Task description
Copy every line from the records below that holds the word "buffers".

[Stored data]
++++++++++++++++++++

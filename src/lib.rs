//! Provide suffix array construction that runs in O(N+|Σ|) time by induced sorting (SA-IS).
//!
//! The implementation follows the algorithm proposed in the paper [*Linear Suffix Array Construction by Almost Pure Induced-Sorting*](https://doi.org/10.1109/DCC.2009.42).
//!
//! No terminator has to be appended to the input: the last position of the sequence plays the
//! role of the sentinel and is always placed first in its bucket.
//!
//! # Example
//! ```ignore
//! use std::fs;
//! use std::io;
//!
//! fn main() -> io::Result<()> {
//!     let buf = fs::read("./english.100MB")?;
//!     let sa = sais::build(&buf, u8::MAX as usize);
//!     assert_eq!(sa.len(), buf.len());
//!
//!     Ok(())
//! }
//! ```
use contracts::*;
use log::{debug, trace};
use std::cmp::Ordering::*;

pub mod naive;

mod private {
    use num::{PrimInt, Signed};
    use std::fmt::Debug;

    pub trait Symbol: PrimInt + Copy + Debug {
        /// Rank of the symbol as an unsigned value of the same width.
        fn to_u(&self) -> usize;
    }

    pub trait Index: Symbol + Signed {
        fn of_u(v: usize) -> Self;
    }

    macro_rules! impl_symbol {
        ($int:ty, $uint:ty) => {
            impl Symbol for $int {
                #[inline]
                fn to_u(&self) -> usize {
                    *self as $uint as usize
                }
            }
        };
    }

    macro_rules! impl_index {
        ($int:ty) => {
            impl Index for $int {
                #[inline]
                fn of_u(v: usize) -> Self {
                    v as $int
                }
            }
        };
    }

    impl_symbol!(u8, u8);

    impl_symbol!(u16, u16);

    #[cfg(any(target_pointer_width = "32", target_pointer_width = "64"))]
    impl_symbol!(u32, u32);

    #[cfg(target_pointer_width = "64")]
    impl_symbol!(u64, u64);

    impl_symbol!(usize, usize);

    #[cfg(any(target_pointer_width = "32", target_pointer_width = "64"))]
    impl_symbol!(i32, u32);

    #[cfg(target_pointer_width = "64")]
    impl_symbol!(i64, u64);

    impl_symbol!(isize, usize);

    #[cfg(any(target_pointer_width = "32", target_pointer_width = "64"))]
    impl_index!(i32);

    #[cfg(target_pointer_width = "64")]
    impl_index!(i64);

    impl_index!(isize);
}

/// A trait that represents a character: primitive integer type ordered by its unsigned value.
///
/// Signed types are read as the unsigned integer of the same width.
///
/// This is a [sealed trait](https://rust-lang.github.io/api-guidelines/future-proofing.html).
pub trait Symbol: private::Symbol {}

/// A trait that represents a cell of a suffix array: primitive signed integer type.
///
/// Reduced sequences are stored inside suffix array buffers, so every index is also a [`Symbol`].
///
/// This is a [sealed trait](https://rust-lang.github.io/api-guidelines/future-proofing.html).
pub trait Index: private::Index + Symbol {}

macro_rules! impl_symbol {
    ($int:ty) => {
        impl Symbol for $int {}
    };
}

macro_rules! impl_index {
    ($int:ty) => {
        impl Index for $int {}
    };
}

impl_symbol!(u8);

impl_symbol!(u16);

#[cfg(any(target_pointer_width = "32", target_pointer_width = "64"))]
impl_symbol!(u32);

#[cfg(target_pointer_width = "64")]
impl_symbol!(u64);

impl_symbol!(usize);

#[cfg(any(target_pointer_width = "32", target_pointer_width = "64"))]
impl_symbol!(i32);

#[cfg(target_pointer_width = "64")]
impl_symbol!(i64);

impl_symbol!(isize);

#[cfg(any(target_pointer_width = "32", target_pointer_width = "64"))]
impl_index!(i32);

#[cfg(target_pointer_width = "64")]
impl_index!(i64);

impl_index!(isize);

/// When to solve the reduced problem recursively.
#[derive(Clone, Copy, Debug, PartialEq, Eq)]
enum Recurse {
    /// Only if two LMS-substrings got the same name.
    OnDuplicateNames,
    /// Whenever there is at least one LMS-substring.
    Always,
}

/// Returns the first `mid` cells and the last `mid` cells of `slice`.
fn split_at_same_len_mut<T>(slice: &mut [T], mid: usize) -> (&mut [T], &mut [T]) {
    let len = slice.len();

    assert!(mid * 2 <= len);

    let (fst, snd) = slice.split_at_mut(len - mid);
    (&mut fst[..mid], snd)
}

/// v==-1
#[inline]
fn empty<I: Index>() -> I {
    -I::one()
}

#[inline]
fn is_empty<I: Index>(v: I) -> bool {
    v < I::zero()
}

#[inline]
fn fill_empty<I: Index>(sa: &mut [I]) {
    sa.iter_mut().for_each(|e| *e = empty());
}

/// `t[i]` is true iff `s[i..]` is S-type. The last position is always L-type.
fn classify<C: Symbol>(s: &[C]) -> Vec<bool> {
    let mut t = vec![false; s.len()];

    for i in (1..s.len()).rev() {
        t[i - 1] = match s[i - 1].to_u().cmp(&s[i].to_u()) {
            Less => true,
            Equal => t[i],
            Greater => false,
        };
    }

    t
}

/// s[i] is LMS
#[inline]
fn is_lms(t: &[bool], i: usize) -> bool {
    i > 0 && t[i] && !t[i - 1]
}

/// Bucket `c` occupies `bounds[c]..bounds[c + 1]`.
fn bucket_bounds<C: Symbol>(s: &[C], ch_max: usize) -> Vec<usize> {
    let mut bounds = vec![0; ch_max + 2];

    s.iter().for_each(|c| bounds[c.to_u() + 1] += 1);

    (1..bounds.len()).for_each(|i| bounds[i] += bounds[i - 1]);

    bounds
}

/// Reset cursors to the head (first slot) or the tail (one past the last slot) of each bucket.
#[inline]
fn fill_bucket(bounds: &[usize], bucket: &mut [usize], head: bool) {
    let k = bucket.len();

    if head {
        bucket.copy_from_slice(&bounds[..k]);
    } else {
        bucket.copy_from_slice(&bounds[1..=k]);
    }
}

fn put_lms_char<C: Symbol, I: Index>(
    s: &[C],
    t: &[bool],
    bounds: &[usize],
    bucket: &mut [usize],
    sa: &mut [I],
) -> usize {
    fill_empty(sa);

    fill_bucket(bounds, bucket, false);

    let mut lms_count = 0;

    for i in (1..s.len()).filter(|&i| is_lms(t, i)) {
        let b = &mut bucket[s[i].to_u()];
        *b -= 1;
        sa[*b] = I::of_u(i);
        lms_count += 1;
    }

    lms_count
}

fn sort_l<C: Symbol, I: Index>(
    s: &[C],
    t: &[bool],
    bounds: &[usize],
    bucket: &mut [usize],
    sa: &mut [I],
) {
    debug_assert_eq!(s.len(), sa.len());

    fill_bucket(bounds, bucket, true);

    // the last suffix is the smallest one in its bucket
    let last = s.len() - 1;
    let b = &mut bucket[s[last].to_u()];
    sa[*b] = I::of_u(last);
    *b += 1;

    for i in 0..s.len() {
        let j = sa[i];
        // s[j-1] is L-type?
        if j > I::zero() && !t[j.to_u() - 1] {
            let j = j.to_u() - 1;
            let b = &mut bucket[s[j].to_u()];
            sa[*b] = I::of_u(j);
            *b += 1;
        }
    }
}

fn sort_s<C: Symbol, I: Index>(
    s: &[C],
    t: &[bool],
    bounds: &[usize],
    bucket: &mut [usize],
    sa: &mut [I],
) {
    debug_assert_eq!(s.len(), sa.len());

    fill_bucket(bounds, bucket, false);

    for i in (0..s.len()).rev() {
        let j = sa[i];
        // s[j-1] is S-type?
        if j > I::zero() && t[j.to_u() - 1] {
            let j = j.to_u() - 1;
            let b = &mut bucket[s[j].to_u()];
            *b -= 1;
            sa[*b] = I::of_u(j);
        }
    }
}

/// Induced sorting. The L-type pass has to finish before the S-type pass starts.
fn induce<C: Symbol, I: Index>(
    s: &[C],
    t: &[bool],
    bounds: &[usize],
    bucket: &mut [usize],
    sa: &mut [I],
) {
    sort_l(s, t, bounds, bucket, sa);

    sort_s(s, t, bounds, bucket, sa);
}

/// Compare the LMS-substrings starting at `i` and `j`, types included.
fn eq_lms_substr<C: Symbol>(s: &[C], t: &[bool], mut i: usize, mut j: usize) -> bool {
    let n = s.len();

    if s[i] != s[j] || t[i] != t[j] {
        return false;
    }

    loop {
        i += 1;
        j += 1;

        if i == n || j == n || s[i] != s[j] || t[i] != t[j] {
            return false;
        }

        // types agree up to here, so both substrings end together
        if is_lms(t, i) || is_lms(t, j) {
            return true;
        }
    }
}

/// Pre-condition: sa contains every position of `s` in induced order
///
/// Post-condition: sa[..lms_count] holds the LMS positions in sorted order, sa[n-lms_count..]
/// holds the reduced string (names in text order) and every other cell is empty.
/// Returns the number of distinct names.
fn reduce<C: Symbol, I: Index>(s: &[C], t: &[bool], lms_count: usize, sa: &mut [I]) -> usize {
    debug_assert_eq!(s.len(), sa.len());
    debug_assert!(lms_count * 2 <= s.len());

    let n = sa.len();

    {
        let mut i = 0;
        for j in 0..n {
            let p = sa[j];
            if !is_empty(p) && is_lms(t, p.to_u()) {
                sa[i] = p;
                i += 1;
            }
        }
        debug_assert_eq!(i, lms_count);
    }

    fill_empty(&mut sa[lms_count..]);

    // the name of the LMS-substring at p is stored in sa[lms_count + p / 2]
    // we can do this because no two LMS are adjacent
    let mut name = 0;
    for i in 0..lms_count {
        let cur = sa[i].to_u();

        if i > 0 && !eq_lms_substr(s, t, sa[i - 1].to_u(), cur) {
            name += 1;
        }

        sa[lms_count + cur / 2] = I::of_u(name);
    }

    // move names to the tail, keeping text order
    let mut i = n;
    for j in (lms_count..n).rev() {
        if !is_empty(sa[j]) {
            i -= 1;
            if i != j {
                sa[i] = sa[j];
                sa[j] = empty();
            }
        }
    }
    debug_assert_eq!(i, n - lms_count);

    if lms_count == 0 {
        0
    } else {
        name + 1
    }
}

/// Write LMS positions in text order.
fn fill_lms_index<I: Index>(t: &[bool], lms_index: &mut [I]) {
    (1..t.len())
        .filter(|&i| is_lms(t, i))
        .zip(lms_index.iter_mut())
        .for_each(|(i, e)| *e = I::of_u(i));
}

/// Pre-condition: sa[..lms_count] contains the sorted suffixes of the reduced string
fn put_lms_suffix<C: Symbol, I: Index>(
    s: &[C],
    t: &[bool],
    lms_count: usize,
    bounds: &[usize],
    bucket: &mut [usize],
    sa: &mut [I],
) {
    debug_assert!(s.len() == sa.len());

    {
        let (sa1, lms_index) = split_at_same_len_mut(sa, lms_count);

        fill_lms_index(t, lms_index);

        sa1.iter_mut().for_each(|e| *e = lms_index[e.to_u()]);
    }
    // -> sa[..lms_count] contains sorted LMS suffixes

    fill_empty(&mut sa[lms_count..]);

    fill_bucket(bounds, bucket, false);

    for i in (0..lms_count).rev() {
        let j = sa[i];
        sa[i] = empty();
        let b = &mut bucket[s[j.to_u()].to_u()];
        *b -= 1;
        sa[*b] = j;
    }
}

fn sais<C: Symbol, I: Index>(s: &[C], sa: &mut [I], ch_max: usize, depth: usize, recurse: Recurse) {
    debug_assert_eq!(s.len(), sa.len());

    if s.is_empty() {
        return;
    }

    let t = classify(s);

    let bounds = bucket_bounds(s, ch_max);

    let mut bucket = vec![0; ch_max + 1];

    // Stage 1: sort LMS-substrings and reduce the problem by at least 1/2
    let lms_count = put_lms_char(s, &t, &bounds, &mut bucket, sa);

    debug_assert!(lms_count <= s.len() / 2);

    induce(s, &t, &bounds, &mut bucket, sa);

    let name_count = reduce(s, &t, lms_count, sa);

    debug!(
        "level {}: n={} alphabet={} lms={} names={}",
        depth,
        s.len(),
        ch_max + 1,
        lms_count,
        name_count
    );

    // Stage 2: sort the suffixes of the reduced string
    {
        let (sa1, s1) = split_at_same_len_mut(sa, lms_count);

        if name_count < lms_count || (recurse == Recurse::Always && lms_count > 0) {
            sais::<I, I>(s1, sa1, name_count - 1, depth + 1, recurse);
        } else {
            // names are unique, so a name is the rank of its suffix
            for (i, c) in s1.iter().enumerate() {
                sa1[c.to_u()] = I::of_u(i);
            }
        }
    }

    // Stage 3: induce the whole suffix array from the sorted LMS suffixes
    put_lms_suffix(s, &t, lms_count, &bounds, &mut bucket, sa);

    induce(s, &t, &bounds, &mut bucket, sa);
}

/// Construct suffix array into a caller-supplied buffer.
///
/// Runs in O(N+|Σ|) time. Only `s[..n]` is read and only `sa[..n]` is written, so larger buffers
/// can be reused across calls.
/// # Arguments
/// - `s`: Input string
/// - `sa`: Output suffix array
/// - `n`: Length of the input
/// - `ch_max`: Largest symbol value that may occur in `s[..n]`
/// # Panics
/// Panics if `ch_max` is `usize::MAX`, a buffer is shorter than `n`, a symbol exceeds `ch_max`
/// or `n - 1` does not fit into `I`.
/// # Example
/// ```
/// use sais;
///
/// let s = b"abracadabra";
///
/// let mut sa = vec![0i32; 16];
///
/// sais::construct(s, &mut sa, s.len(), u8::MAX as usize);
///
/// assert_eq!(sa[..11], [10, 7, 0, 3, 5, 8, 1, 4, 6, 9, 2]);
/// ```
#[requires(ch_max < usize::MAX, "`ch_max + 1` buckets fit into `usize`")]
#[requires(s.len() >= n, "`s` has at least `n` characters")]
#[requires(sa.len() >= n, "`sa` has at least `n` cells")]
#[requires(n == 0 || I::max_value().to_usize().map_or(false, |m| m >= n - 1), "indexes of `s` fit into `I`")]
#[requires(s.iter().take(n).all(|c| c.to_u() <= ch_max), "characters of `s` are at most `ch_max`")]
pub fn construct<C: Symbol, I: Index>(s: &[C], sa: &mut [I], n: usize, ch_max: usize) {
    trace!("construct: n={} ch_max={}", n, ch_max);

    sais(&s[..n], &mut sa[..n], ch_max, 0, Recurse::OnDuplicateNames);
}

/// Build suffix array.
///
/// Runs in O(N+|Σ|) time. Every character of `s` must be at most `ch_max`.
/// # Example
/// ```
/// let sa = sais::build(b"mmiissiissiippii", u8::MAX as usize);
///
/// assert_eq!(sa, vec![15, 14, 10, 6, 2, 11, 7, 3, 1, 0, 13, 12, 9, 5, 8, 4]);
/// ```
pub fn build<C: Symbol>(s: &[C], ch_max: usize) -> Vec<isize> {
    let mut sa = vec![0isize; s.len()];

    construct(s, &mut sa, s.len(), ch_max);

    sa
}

++++++++++++++++++++

Solved exercise
/// Reduced sequences are stored inside suffix array buffers, so every index is also a [`Symbol`].
/// Runs in O(N+|Σ|) time. Only `s[..n]` is read and only `sa[..n]` is written, so larger buffers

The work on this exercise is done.